To ensure that our science program could progress with minimal disruption, we put into action a rapid decentralization of research activities out of Tel Hadya headquarters to several locations across the region. The evacuation phase was done over several weeks, and deepened over the following four years. Today we have a decentralized architecture – a center without walls – with new research stations in Morocco, Ethiopia, India, Egypt, Lebanon, Jordan, Turkey, Sudan and Uzbekistan.

Rebuilding the ICARDA drylands plant genetic resources GeneBank was an especially complex challenge. All the genetic resources in our GeneBank in Tel Hadya were safely duplicated in the Svalbard Seed Vault in Norway (80 percent) and in other countries including Lebanon and Morocco. This was the first ever withdrawal of seeds from the Vault. The base collection remains in Aleppo, but as access is difficult, we needed to reconstruct the active and base collections in new genebank facilities, to make it rapidly available to crop breeders worldwide.

Just this month, we had the immense pleasure of officially inaugurating our new GeneBank in Lebanon at our facility in Terbol. Along with another new GeneBank facility at ICARDA’s research station in Morocco, we offer the world’s largest genetic resource pool of landraces and wild relatives of barley, wheat, lentil, kabuli chickpea, faba bean, peas and grasspea collected from the Fertile Crescent. We can now resume distributing plant genetic material to breeding programs worldwide that are working on solutions for food security in the face of climate change.

Today, ICARDA continues to offer services to all drylands countries. These take the form of improved technologies and policy options that drylands countries can use to focus agriculture on combating climate change, and to improve food and nutrition security.

The acute water stress in the Middle East and North Africa is an impending crisis in the making that will have far-reaching implications for food supply and for political stability in many countries. Water tables are falling as population grows across the Arab region. Agriculture consumes 85 percent of fresh water resources.

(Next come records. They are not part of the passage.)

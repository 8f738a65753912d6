// ============================================================================
// GUIDE VIEW - trip guide chat, shown beside the FAQ
// ============================================================================

use wasm_bindgen::prelude::*;
use web_sys::Element;

use crate::dom::{get_element_by_id, target_value, ElementBuilder};
use crate::models::{TripSuggestion, QUICK_PROMPTS, TRIP_SUGGESTIONS};
use crate::state::{AppState, GuideAuthor, GuideState};
use crate::utils::escape_html;
use crate::viewmodels::ViewModels;

pub const GUIDE_ID: &str = "guide-region";
const SEND_ID: &str = "guide-send";

/// Typing only toggles the send button; the region is not re-rendered.
fn sync_send_button(state: &AppState) {
    if let Some(button) = get_element_by_id(SEND_ID) {
        if state.guide.borrow().can_send() {
            let _ = button.remove_attribute("disabled");
        } else {
            let _ = button.set_attribute("disabled", "");
        }
    }
}

fn render_welcome(vms: &ViewModels) -> Result<Element, JsValue> {
    let mut prompts = Vec::with_capacity(QUICK_PROMPTS.len());
    for prompt in QUICK_PROMPTS {
        let vms = vms.clone();
        prompts.push(
            ElementBuilder::new("button")?
                .class("guide-prompt")
                .text(prompt)
                .on_click(move |_| vms.guide.use_prompt(prompt))?
                .build(),
        );
    }
    Ok(ElementBuilder::new("div")?
        .class("guide-welcome")
        .html(
            "<h4>Welcome to your Trip Guide!</h4>\
             <p>Ask me anything about planning your monastery visit in Sikkim. I can help with \
             itineraries, recommendations, and cultural insights.</p>",
        )
        .child(
            ElementBuilder::new("div")?
                .class("guide-prompts")
                .children(prompts)?
                .build(),
        )?
        .build())
}

fn badges(class: &str, items: &[&str]) -> String {
    items
        .iter()
        .map(|item| format!(r#"<span class="{}">{}</span>"#, class, escape_html(item)))
        .collect()
}

fn render_suggestion(suggestion: &TripSuggestion) -> Result<Element, JsValue> {
    let html = format!(
        concat!(
            r#"<div class="guide-card__head"><h4>{}</h4><span class="{}">{}</span></div>"#,
            r#"<p>{}</p>"#,
            r#"<p class="guide-card__meta">🕒 {} · 📍 {}</p>"#,
            r#"<h5>Key Highlights</h5><div class="guide-badges">{}</div>"#,
            r#"<h5>Monasteries Included</h5><div class="guide-badges">{}</div>"#,
        ),
        escape_html(suggestion.title),
        suggestion.difficulty.css_class(),
        suggestion.difficulty.label(),
        escape_html(suggestion.description),
        escape_html(suggestion.duration),
        escape_html(suggestion.best_time),
        badges("guide-badge", suggestion.highlights),
        badges("guide-badge guide-badge--monastery", suggestion.monasteries),
    );
    Ok(ElementBuilder::new("div")?
        .class("guide-card")
        .html(&html)
        .build())
}

fn render_messages(guide: &GuideState, vms: &ViewModels) -> Result<Element, JsValue> {
    let list = ElementBuilder::new("div")?.class("guide-messages");
    if guide.messages.is_empty() {
        return Ok(list.child(render_welcome(vms)?)?.build());
    }

    let mut children = Vec::with_capacity(guide.messages.len() + 2);
    for message in &guide.messages {
        let class = match message.author {
            GuideAuthor::Traveler => "guide-message guide-message--user",
            GuideAuthor::Guide => "guide-message guide-message--guide",
        };
        children.push(
            ElementBuilder::new("p")?
                .class(class)
                .text(&message.text)
                .build(),
        );
    }
    if let Some(suggestion) = guide.suggestion.and_then(|i| TRIP_SUGGESTIONS.get(i)) {
        children.push(render_suggestion(suggestion)?);
    }
    if guide.generating {
        children.push(
            ElementBuilder::new("p")?
                .class("guide-loading")
                .text("Generating recommendations...")
                .build(),
        );
    }
    Ok(list.children(children)?.build())
}

fn render_composer(
    state: &AppState,
    guide: &GuideState,
    vms: &ViewModels,
) -> Result<Element, JsValue> {
    let input_state = state.clone();
    let input_vms = vms.clone();
    let key_vms = vms.clone();
    let draft = ElementBuilder::new("textarea")?
        .class("guide-draft")
        .attr("rows", "2")?
        .attr(
            "placeholder",
            "Ask me about monastery visits, cultural experiences, travel planning...",
        )?
        .text(&guide.draft)
        .on_input(move |event| {
            input_vms.guide.set_draft(target_value(&event).unwrap_or_default());
            sync_send_button(&input_state);
        })?
        .on_keydown(move |event| {
            if event.key() == "Enter" && !event.shift_key() {
                event.prevent_default();
                key_vms.guide.send();
            }
        })?
        .build();

    let send_vms = vms.clone();
    let send = ElementBuilder::new("button")?
        .id(SEND_ID)
        .class("guide-send")
        .attr("title", "Send")?
        .text("➤")
        .flag("disabled", !guide.can_send())?
        .on_click(move |_| send_vms.guide.send())?
        .build();

    Ok(ElementBuilder::new("div")?
        .class("guide-composer")
        .child(draft)?
        .child(send)?
        .child(
            ElementBuilder::new("p")?
                .class("guide-hint")
                .text("Press Enter to send, Shift+Enter for new line")
                .build(),
        )?
        .build())
}

pub fn render_guide(state: &AppState, vms: &ViewModels) -> Result<Element, JsValue> {
    let guide = state.guide.borrow().clone();
    Ok(ElementBuilder::new("section")?
        .id(GUIDE_ID)
        .class("guide")
        .html(r#"<h3>✨ AI Trip Guide <span class="guide-tag">Curated itineraries</span></h3>"#)
        .child(render_messages(&guide, vms)?)?
        .child(render_composer(state, &guide, vms)?)?
        .build())
}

The raised-bed farming innovation pioneered in Egypt will help grow more food with less water. The locally manufactured raised-bed machine is a technology developed and tested by ICARDA with Egyptian partners. Using it, farmers can reduce water for irrigation by 25 percent, decreasing farming cost by 25 percent while increasing crop yields by 15 to 25 percent.

Heat-tolerant wheat, innovated by decades of crop improvement research in hot climate countries like Sudan, is changing the agrarian landscape of sub-Saharan Africa – countries where wheat was never considered as a viable commodity because their climate was too hot to grow wheat.

Seeing the potential, Nigerian and Sudanese governments have shifted their food security policies and allocated expanded areas for wheat growing as a strategy to reduce their dependence on expensive wheat imports, while more and more farmers thrive with access to technologies for a new commodity crop.

It is no coincidence that nations falling victim to conflict and extremism have the highest incidences of poverty, unemployment and vulnerability to climate change. But building a healthy environment, which will in turn feed people, create jobs and catalyze the economy, will bring stability and peace in conflict zones over the long term. 

Dr. Mahmoud Solh is the Director General of the International Center for Agricultural Research in the Dry Areas (ICARDA). He is speaking on food security in crisis at the Borlaug Dialogue in Iowa this week.